Coastkeeper suit delays confined aquatic disposal facility planned for underneath Newport Bay

By Tom Johnson – June 06, 2023

Source: Stu News Newport Fair Game 060623

The United States Army Corps of Engineers (the Corps) has halted the dredging of Lower Newport Bay and construction authorization for the City of Newport Beach’s (the city’s) Confined Aquatic Disposal (CAD) facility. The Corps put things on hold after Orange County Coastkeeper (Coastkeeper) filed a lawsuit challenging their failure to fully analyze actions possibly violating the National Environmental Policy Act (NEPA) and Endangered Species Act (ESA).

So, is that a good thing or a bad thing?

Sources tell me that the city is fine with postponement for several reasons. First, the delay allows them to gather further data and two, doing the work in the fall or winter is certainly more conducive than doing it in the middle of summer with all the crowds.

Initially, the Corps was required to respond to the lawsuit from Coastkeeper by June 16. However, in order to allow the Corps additional time to consider revisiting its compliance issues, all parties agreed to extend that deadline to July 12, including temporarily halting dredging activities and the authorization to construct the CAD facility.

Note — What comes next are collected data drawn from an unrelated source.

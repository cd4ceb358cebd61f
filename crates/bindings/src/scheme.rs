//! Schemes: named, inheritable collections of binding preferences.

use std::sync::Arc;

use rustc_hash::{FxHashMap, FxHashSet};
use tracing::trace;

use crate::error::{Error, Result};
use crate::fallback::Chain;

/// A named binding scheme such as "default" or "emacs".
///
/// Schemes are created on first reference and always present afterwards; the
/// `defined` flag records whether a definition has been supplied.
#[derive(Debug, Clone, PartialEq, Eq)]
pub struct Scheme {
	id: Arc<str>,
	name: Option<Arc<str>>,
	description: Option<Arc<str>>,
	parent_id: Option<Arc<str>>,
	defined: bool,
}

impl Scheme {
	fn undefined(id: Arc<str>) -> Self {
		Self {
			id,
			name: None,
			description: None,
			parent_id: None,
			defined: false,
		}
	}

	pub fn id(&self) -> &str {
		&self.id
	}

	pub fn is_defined(&self) -> bool {
		self.defined
	}

	pub fn name(&self) -> Result<&str> {
		self.ensure_defined()?;
		Ok(self.name.as_deref().unwrap_or_default())
	}

	pub fn description(&self) -> Result<Option<&str>> {
		self.ensure_defined()?;
		Ok(self.description.as_deref())
	}

	/// The scheme this one inherits from, if any.
	pub fn parent_id(&self) -> Result<Option<&str>> {
		self.ensure_defined()?;
		Ok(self.parent_id.as_deref())
	}

	fn ensure_defined(&self) -> Result<()> {
		if self.defined { Ok(()) } else { Err(Error::SchemeNotDefined(Arc::clone(&self.id))) }
	}
}

/// Lazily populated map of schemes.
#[derive(Debug, Default)]
pub(crate) struct SchemeRegistry {
	schemes: FxHashMap<Arc<str>, Scheme>,
}

impl SchemeRegistry {
	/// Returns the scheme, creating an undefined entry if absent.
	pub(crate) fn get_or_create(&mut self, id: &str) -> &Scheme {
		self.schemes.entry(Arc::from(id)).or_insert_with_key(|key| Scheme::undefined(Arc::clone(key)))
	}

	pub(crate) fn get(&self, id: &str) -> Option<&Scheme> {
		self.schemes.get(id)
	}

	/// Defines or redefines a scheme. Returns whether anything changed.
	pub(crate) fn define(&mut self, id: &str, name: &str, description: Option<&str>, parent_id: Option<&str>) -> bool {
		let key: Arc<str> = Arc::from(id);
		let next = Scheme {
			id: Arc::clone(&key),
			name: Some(Arc::from(name)),
			description: description.map(Arc::from),
			parent_id: parent_id.map(Arc::from),
			defined: true,
		};
		if self.schemes.get(id) == Some(&next) {
			return false;
		}
		self.schemes.insert(key, next);
		true
	}

	/// Marks a scheme undefined. Returns whether it was defined before.
	pub(crate) fn undefine(&mut self, id: &str) -> bool {
		match self.schemes.get_mut(id) {
			Some(scheme) if scheme.defined => {
				*scheme = Scheme::undefined(Arc::clone(&scheme.id));
				true
			}
			_ => false,
		}
	}

	pub(crate) fn defined_ids(&self) -> FxHashSet<Arc<str>> {
		self.schemes.values().filter(|scheme| scheme.defined).map(|scheme| Arc::clone(&scheme.id)).collect()
	}

	/// Builds the inheritance chain starting at `id`, most specific first.
	///
	/// The chain is empty when `id` itself is unknown or undefined. Ascent stops
	/// silently at an undefined or missing ancestor and at a cycle.
	pub(crate) fn chain(&self, id: &str) -> Chain {
		let mut chain = Chain::new();
		let mut seen: FxHashSet<&str> = FxHashSet::default();
		let mut current = match self.schemes.get(id) {
			Some(scheme) if scheme.defined => scheme,
			_ => return chain,
		};

		loop {
			seen.insert(current.id.as_ref());
			chain.push(Some(Arc::clone(&current.id)));

			let Some(parent_id) = current.parent_id.as_deref() else {
				break;
			};
			if seen.contains(parent_id) {
				trace!(scheme = id, parent = parent_id, "scheme inheritance cycle; chain truncated");
				break;
			}
			match self.schemes.get(parent_id) {
				Some(parent) if parent.defined => current = parent,
				_ => {
					trace!(scheme = id, parent = parent_id, "undefined ancestor scheme; chain truncated");
					break;
				}
			}
		}

		chain
	}
}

The postponed project is an effort between the Corps and the city to dredge the federal channels in Newport Bay in order to address underwater sediment buildup that could eventually impact vessel navigability. The dredged material deemed unsuitable for open ocean disposal through the process due to elevated levels of contaminants such as mercury and polychlorinated biphenyls (PCBs) would be permanently stored in a CAD facility constructed by the city within Lower Newport Bay.

At the CAD, this contaminated sediment would be covered with additional layers of less polluted sediment to try and prevent it from reentering the wider environment.

It’s been a controversial subject, particularly when it was previously considered elsewhere in Newport Bay.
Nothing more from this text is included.